Required work: Only lines with the string "pair" are wanted. Pull them out of the data.

Supplied material:

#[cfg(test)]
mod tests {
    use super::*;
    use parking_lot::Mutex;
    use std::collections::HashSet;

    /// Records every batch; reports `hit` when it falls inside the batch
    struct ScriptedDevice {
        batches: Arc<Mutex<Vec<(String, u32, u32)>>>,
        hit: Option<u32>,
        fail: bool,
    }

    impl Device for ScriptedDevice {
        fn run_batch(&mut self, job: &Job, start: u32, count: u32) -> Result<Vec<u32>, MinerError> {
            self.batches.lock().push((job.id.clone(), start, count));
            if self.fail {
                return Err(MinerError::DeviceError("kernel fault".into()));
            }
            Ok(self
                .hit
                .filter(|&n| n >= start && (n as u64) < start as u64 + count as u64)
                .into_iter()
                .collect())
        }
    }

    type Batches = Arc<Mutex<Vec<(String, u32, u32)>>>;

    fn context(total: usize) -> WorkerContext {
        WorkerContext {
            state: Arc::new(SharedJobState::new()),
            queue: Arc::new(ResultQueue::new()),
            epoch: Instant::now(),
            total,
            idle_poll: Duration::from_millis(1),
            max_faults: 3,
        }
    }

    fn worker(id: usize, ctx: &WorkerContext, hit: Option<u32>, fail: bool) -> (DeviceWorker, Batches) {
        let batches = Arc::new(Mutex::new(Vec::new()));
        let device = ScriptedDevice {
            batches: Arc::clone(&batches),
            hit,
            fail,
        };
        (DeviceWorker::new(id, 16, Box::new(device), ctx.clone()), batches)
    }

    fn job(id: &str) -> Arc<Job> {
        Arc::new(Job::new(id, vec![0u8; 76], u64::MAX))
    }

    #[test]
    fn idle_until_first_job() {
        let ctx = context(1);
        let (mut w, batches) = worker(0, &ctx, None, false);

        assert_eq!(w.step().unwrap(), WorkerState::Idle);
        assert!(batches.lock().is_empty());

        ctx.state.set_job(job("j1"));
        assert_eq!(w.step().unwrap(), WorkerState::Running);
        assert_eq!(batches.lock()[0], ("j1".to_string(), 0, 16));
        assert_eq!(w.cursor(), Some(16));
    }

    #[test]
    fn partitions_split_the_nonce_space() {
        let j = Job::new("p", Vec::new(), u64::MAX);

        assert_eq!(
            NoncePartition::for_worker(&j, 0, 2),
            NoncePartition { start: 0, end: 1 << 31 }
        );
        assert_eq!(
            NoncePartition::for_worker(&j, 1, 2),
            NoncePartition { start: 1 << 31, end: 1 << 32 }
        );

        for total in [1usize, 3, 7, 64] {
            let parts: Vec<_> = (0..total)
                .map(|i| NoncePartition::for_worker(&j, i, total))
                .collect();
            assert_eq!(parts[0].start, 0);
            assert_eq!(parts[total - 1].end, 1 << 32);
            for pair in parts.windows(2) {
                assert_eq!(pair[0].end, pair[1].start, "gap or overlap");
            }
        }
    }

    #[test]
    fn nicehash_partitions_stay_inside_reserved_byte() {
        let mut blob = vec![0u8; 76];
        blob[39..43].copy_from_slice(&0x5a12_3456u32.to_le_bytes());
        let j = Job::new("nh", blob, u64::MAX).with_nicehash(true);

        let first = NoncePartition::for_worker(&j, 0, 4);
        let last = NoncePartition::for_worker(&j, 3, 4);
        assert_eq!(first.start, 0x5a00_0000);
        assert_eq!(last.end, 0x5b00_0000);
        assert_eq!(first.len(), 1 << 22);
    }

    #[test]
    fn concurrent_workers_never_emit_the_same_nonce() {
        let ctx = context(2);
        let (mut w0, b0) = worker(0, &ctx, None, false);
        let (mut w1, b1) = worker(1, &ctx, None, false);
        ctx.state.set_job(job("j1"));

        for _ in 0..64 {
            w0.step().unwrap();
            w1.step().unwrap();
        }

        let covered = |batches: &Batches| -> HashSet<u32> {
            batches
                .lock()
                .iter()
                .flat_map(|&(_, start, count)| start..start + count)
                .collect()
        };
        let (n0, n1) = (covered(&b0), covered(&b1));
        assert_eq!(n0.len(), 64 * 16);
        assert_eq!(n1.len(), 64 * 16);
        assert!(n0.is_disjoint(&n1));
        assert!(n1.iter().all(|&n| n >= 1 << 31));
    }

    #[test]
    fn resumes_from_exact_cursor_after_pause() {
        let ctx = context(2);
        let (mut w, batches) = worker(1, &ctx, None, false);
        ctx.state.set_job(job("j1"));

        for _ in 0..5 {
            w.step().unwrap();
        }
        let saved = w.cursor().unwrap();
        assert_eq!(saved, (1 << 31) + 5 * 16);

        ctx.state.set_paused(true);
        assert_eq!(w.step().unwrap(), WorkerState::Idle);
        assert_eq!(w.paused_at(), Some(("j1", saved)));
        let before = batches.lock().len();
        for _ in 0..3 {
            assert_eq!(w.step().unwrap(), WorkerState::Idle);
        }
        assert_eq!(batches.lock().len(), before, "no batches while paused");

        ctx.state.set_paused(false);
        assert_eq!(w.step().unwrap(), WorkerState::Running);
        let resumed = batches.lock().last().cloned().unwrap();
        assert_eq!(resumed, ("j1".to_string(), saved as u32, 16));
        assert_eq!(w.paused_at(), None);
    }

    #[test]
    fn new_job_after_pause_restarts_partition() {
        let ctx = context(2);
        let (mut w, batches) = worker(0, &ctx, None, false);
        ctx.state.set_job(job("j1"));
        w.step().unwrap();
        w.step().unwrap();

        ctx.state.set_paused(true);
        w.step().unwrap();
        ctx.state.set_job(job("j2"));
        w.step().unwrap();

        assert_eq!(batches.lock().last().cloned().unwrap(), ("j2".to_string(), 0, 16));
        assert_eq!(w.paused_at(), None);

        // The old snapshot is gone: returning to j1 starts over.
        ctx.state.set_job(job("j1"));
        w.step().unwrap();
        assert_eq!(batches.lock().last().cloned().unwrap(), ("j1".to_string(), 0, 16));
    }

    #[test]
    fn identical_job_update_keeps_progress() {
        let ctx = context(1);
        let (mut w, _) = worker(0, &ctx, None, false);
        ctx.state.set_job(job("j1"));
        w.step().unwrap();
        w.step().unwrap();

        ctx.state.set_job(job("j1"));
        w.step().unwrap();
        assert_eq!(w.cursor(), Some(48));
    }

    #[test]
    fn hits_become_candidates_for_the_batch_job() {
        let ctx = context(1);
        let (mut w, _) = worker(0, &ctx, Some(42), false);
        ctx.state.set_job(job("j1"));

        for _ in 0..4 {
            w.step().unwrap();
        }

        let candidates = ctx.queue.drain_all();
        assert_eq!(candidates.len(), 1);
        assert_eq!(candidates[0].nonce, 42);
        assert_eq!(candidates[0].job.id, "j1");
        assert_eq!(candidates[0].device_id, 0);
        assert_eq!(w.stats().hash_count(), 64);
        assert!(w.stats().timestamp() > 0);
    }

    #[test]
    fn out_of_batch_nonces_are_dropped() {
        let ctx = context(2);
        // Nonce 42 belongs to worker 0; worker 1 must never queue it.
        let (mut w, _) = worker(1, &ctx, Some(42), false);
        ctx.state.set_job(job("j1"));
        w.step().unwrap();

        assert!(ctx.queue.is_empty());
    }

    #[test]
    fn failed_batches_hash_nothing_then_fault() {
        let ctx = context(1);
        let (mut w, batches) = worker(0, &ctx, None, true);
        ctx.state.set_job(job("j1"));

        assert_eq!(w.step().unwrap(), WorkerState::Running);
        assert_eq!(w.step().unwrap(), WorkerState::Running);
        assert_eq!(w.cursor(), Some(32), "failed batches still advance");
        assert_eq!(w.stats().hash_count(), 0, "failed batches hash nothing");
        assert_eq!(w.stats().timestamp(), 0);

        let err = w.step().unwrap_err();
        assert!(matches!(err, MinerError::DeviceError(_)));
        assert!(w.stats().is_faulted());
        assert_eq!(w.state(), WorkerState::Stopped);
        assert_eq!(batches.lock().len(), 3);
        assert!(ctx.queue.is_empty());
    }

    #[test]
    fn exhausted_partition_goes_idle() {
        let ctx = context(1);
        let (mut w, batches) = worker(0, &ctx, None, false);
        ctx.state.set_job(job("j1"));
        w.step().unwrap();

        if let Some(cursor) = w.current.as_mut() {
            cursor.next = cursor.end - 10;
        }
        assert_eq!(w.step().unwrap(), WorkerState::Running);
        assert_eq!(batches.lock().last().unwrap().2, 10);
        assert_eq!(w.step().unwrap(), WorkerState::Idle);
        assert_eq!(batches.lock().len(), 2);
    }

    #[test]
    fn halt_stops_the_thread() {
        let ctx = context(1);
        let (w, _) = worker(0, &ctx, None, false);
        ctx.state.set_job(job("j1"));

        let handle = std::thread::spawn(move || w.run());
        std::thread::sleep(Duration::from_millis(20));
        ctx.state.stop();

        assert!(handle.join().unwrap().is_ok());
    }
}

Solution to this problem:
            for pair in parts.windows(2) {
                assert_eq!(pair[0].end, pair[1].start, "gap or overlap");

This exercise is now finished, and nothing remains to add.